(Beginning of RECORDS FOR THIS EXERCISE)

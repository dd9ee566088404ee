//! Client review storage

use sqlx::PgPool;
use uuid::Uuid;

use crate::domain::{CreateReviewRequest, Review};

const COLUMNS: &str =
    "id, name, email, phone, rating, review, project_id, created_at, updated_at";

/// List reviews, newest first.
pub async fn list(db: &PgPool, limit: Option<i64>) -> Result<Vec<Review>, sqlx::Error> {
    let query = format!(
        r#"
        SELECT {COLUMNS}
        FROM reviews
        ORDER BY created_at DESC
        LIMIT $1
        "#
    );

    sqlx::query_as::<_, Review>(&query)
        .bind(limit)
        .fetch_all(db)
        .await
}

pub async fn create(db: &PgPool, req: &CreateReviewRequest) -> Result<Review, sqlx::Error> {
    let query = format!(
        r#"
        INSERT INTO reviews (id, name, email, phone, rating, review, project_id)
        VALUES ($1, $2, $3, $4, $5, $6, $7)
        RETURNING {COLUMNS}
        "#
    );

    sqlx::query_as::<_, Review>(&query)
        .bind(Uuid::new_v4())
        .bind(&req.name)
        .bind(&req.email)
        .bind(&req.phone)
        .bind(req.rating)
        .bind(&req.review)
        .bind(req.project_id)
        .fetch_one(db)
        .await
}

/// Delete a review (admin moderation). Returns `false` for an unknown id.
pub async fn delete(db: &PgPool, id: Uuid) -> Result<bool, sqlx::Error> {
    let result = sqlx::query("DELETE FROM reviews WHERE id = $1")
        .bind(id)
        .execute(db)
        .await?;
    Ok(result.rows_affected() > 0)
}

pub async fn count(db: &PgPool) -> Result<i64, sqlx::Error> {
    sqlx::query_scalar("SELECT COUNT(*) FROM reviews")
        .fetch_one(db)
        .await
}
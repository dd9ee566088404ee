//! Admin account storage
//!
//! Read by the login flow and the authorization guard only. Password hashes
//! never travel past the auth routes.

use sqlx::PgPool;
use uuid::Uuid;

use crate::domain::auth::AdminAccount;

pub async fn find_by_email(
    db: &PgPool,
    email: &str,
) -> Result<Option<AdminAccount>, sqlx::Error> {
    sqlx::query_as::<_, AdminAccount>(
        "SELECT id, email, password_hash, role, created_at FROM admins WHERE email = $1",
    )
    .bind(email)
    .fetch_optional(db)
    .await
}

/// Role of an account, or `None` when the account no longer exists.
pub async fn find_role(db: &PgPool, id: Uuid) -> Result<Option<String>, sqlx::Error> {
    sqlx::query_scalar("SELECT role FROM admins WHERE id = $1")
        .bind(id)
        .fetch_optional(db)
        .await
}

/// Insert an admin account if the email is not taken. Used by the bootstrap
/// path at startup; returns `false` when the account already existed.
pub async fn create_if_absent(
    db: &PgPool,
    email: &str,
    password_hash: &str,
) -> Result<bool, sqlx::Error> {
    let result = sqlx::query(
        r#"
        INSERT INTO admins (id, email, password_hash, role)
        VALUES ($1, $2, $3, 'admin')
        ON CONFLICT (email) DO NOTHING
        "#,
    )
    .bind(Uuid::new_v4())
    .bind(email)
    .bind(password_hash)
    .execute(db)
    .await?;
    Ok(result.rows_affected() > 0)
}
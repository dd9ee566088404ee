use chrono::{DateTime, Utc};
use serde::{Deserialize, Serialize};
use sqlx::FromRow;
use uuid::Uuid;

/// Studio team member entity
///
/// `display_order` drives the stable public ordering among active members.
#[derive(Debug, Clone, Serialize, Deserialize, FromRow)]
pub struct TeamMember {
    pub id: Uuid,
    pub name: String,
    pub role: String,
    pub bio: String,
    pub image: String,
    #[serde(rename = "order")]
    pub display_order: i32,
    pub active: bool,
    pub created_at: DateTime<Utc>,
    pub updated_at: DateTime<Utc>,
}

/// Request DTO for creating a team member
#[derive(Debug, Clone, Deserialize)]
pub struct CreateTeamMemberRequest {
    pub name: String,
    pub role: String,
    pub bio: String,
    pub image: String,
    #[serde(rename = "order")]
    pub display_order: i32,
    #[serde(default = "default_active")]
    pub active: bool,
}

fn default_active() -> bool {
    true
}

/// Request DTO for updating a team member
#[derive(Debug, Clone, Deserialize, Default)]
pub struct UpdateTeamMemberRequest {
    #[serde(default)]
    pub name: Option<String>,
    #[serde(default)]
    pub role: Option<String>,
    #[serde(default)]
    pub bio: Option<String>,
    #[serde(default)]
    pub image: Option<String>,
    #[serde(default, rename = "order")]
    pub display_order: Option<i32>,
    #[serde(default)]
    pub active: Option<bool>,
}

impl UpdateTeamMemberRequest {
    pub fn is_empty(&self) -> bool {
        self.name.is_none()
            && self.role.is_none()
            && self.bio.is_none()
            && self.image.is_none()
            && self.display_order.is_none()
            && self.active.is_none()
    }
}

/// Public list filter for team members
///
/// Public callers get active members by default; the back-office passes
/// `active=false` to see hidden entries too.
#[derive(Debug, Clone, Deserialize, Default)]
#[serde(deny_unknown_fields)]
pub struct TeamListQuery {
    #[serde(default)]
    pub active: Option<bool>,
}
//! Team member routes

use axum::{
    extract::{Path, State},
    response::IntoResponse,
    Json,
};
use std::sync::Arc;
use uuid::Uuid;

use crate::api::{ApiJson, ApiQuery, Created, DataResponse, MessageResponse};
use crate::app::AppState;
use crate::auth::RequireAdmin;
use crate::domain::{CreateTeamMemberRequest, TeamListQuery, UpdateTeamMemberRequest};
use crate::error::ApiError;
use crate::store;
use crate::validate;

/// GET /team
///
/// Public listing shows active members ordered by display order; the
/// back-office passes `active=false` to inspect hidden entries.
pub async fn list_team(
    State(state): State<Arc<AppState>>,
    ApiQuery(query): ApiQuery<TeamListQuery>,
) -> Result<impl IntoResponse, ApiError> {
    let active = query.active.or(Some(true));
    let members = store::team::list(&state.db, active).await?;
    Ok(Json(DataResponse::new(members)))
}

/// POST /team
pub async fn create_team_member(
    State(state): State<Arc<AppState>>,
    admin: RequireAdmin,
    ApiJson(mut req): ApiJson<CreateTeamMemberRequest>,
) -> Result<impl IntoResponse, ApiError> {
    validate::validate_team_member(&mut req).map_err(ApiError::validation)?;

    let member = store::team::create(&state.db, &req).await?;

    tracing::info!(
        member_id = %member.id,
        name = %member.name,
        admin = %admin.auth.email,
        "Team member created"
    );

    Ok(Created(DataResponse::new(member)))
}

/// PUT /team/:member_id
///
/// Partial update; absent fields keep their stored values.
pub async fn update_team_member(
    State(state): State<Arc<AppState>>,
    admin: RequireAdmin,
    Path(member_id): Path<Uuid>,
    ApiJson(mut req): ApiJson<UpdateTeamMemberRequest>,
) -> Result<impl IntoResponse, ApiError> {
    if req.is_empty() {
        return Err(ApiError::bad_request("No fields to update"));
    }
    validate::validate_team_member_update(&mut req).map_err(ApiError::validation)?;

    let member = store::team::update(&state.db, member_id, &req)
        .await?
        .ok_or_else(|| ApiError::not_found("Team member not found"))?;

    tracing::info!(
        member_id = %member_id,
        admin = %admin.auth.email,
        "Team member updated"
    );

    Ok(Json(DataResponse::new(member)))
}

/// DELETE /team/:member_id
pub async fn delete_team_member(
    State(state): State<Arc<AppState>>,
    admin: RequireAdmin,
    Path(member_id): Path<Uuid>,
) -> Result<impl IntoResponse, ApiError> {
    let deleted = store::team::delete(&state.db, member_id).await?;
    if !deleted {
        return Err(ApiError::not_found("Team member not found"));
    }

    tracing::info!(
        member_id = %member_id,
        admin = %admin.auth.email,
        "Team member deleted"
    );

    Ok(Json(MessageResponse::new("Team member deleted")))
}
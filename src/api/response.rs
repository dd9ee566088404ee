//! Standard API response types

use axum::{
    http::StatusCode,
    response::{IntoResponse, Response},
    Json,
};
use serde::Serialize;

/// Response for single data items and lists
#[derive(Debug, Serialize)]
pub struct DataResponse<T: Serialize> {
    pub data: T,
}

impl<T: Serialize> DataResponse<T> {
    pub fn new(data: T) -> Self {
        Self { data }
    }
}

impl<T: Serialize> IntoResponse for DataResponse<T> {
    fn into_response(self) -> Response {
        Json(self).into_response()
    }
}

/// Simple message response
#[derive(Debug, Serialize)]
pub struct MessageResponse {
    pub message: String,
}

impl MessageResponse {
    pub fn new(message: impl Into<String>) -> Self {
        Self {
            message: message.into(),
        }
    }
}

impl IntoResponse for MessageResponse {
    fn into_response(self) -> Response {
        Json(self).into_response()
    }
}

/// Helper for 201 responses
pub struct Created<T: Serialize>(pub T);

impl<T: Serialize> IntoResponse for Created<T> {
    fn into_response(self) -> Response {
        (StatusCode::CREATED, Json(self.0)).into_response()
    }
}
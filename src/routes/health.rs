use axum::{extract::State, http::StatusCode, Json};
use serde::Serialize;
use std::sync::Arc;

use crate::app::AppState;
use crate::db;

#[derive(Serialize)]
pub struct HealthResponse {
    pub status: String,
    pub version: String,
    pub database: String,
}

/// Health check endpoint - public
pub async fn health_check(
    State(state): State<Arc<AppState>>,
) -> (StatusCode, Json<HealthResponse>) {
    let db_ok = db::health_check(&state.db).await;

    let (status_code, status, database) = if db_ok {
        (StatusCode::OK, "healthy", "ok")
    } else {
        (StatusCode::SERVICE_UNAVAILABLE, "unhealthy", "error")
    };

    (
        status_code,
        Json(HealthResponse {
            status: status.to_string(),
            version: env!("CARGO_PKG_VERSION").to_string(),
            database: database.to_string(),
        }),
    )
}
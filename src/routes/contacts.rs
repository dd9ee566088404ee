//! Contact submission routes
//!
//! Public creation feeds the admin inbox; everything else is back-office.

use axum::{
    extract::{Path, State},
    response::IntoResponse,
    Json,
};
use std::sync::Arc;
use uuid::Uuid;

use crate::api::{ApiJson, ApiQuery, Created, DataResponse, MessageResponse};
use crate::app::AppState;
use crate::auth::RequireAdmin;
use crate::domain::{ContactListQuery, CreateContactRequest, UpdateContactStatusRequest};
use crate::error::ApiError;
use crate::services::ContactNotification;
use crate::store::{self, clamp_limit};
use crate::validate;

/// POST /contacts
///
/// Public contact-form submission. The notification email is queued after
/// the row is committed; its failure never affects this response.
pub async fn create_contact(
    State(state): State<Arc<AppState>>,
    ApiJson(mut req): ApiJson<CreateContactRequest>,
) -> Result<impl IntoResponse, ApiError> {
    validate::validate_contact(&mut req).map_err(ApiError::validation)?;

    let submission = store::contacts::create(&state.db, &req).await?;

    tracing::info!(
        submission_id = %submission.id,
        email = %submission.email,
        "Contact submission received"
    );

    state
        .notifications
        .enqueue(ContactNotification::from(&submission));

    Ok(Created(DataResponse::new(submission)))
}

/// GET /contacts
///
/// Admin inbox listing, newest first, optionally filtered by status.
pub async fn list_contacts(
    State(state): State<Arc<AppState>>,
    _admin: RequireAdmin,
    ApiQuery(query): ApiQuery<ContactListQuery>,
) -> Result<impl IntoResponse, ApiError> {
    let submissions =
        store::contacts::list(&state.db, query.status, clamp_limit(query.limit)).await?;
    Ok(Json(DataResponse::new(submissions)))
}

/// GET /contacts/:contact_id
pub async fn get_contact(
    State(state): State<Arc<AppState>>,
    _admin: RequireAdmin,
    Path(contact_id): Path<Uuid>,
) -> Result<impl IntoResponse, ApiError> {
    let submission = store::contacts::get(&state.db, contact_id)
        .await?
        .ok_or_else(|| ApiError::not_found("Contact submission not found"))?;
    Ok(Json(DataResponse::new(submission)))
}

/// PATCH /contacts/:contact_id
///
/// Move a submission through its lifecycle. Setting the current status again
/// is a no-op that returns the stored row unchanged.
pub async fn update_contact_status(
    State(state): State<Arc<AppState>>,
    admin: RequireAdmin,
    Path(contact_id): Path<Uuid>,
    ApiJson(req): ApiJson<UpdateContactStatusRequest>,
) -> Result<impl IntoResponse, ApiError> {
    let submission = store::contacts::update_status(&state.db, contact_id, req.status)
        .await?
        .ok_or_else(|| ApiError::not_found("Contact submission not found"))?;

    tracing::info!(
        submission_id = %contact_id,
        status = %req.status,
        admin = %admin.auth.email,
        "Contact submission status updated"
    );

    Ok(Json(DataResponse::new(submission)))
}

/// DELETE /contacts/:contact_id
pub async fn delete_contact(
    State(state): State<Arc<AppState>>,
    admin: RequireAdmin,
    Path(contact_id): Path<Uuid>,
) -> Result<impl IntoResponse, ApiError> {
    let deleted = store::contacts::delete(&state.db, contact_id).await?;
    if !deleted {
        return Err(ApiError::not_found("Contact submission not found"));
    }

    tracing::info!(
        submission_id = %contact_id,
        admin = %admin.auth.email,
        "Contact submission deleted"
    );

    Ok(Json(MessageResponse::new("Contact submission deleted")))
}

(End of RECORDS FOR THIS EXERCISE)

Check the entries above for the word "MessageResponse" and copy every line where it turns up.

SOLVED PROBLEM:
use crate::api::{ApiJson, ApiQuery, Created, DataResponse, MessageResponse};
    Ok(Json(MessageResponse::new("Team member deleted")))
pub struct MessageResponse {
impl MessageResponse {
impl IntoResponse for MessageResponse {
use crate::api::{ApiJson, ApiQuery, Created, DataResponse, MessageResponse};
    Ok(Json(MessageResponse::new("Contact submission deleted")))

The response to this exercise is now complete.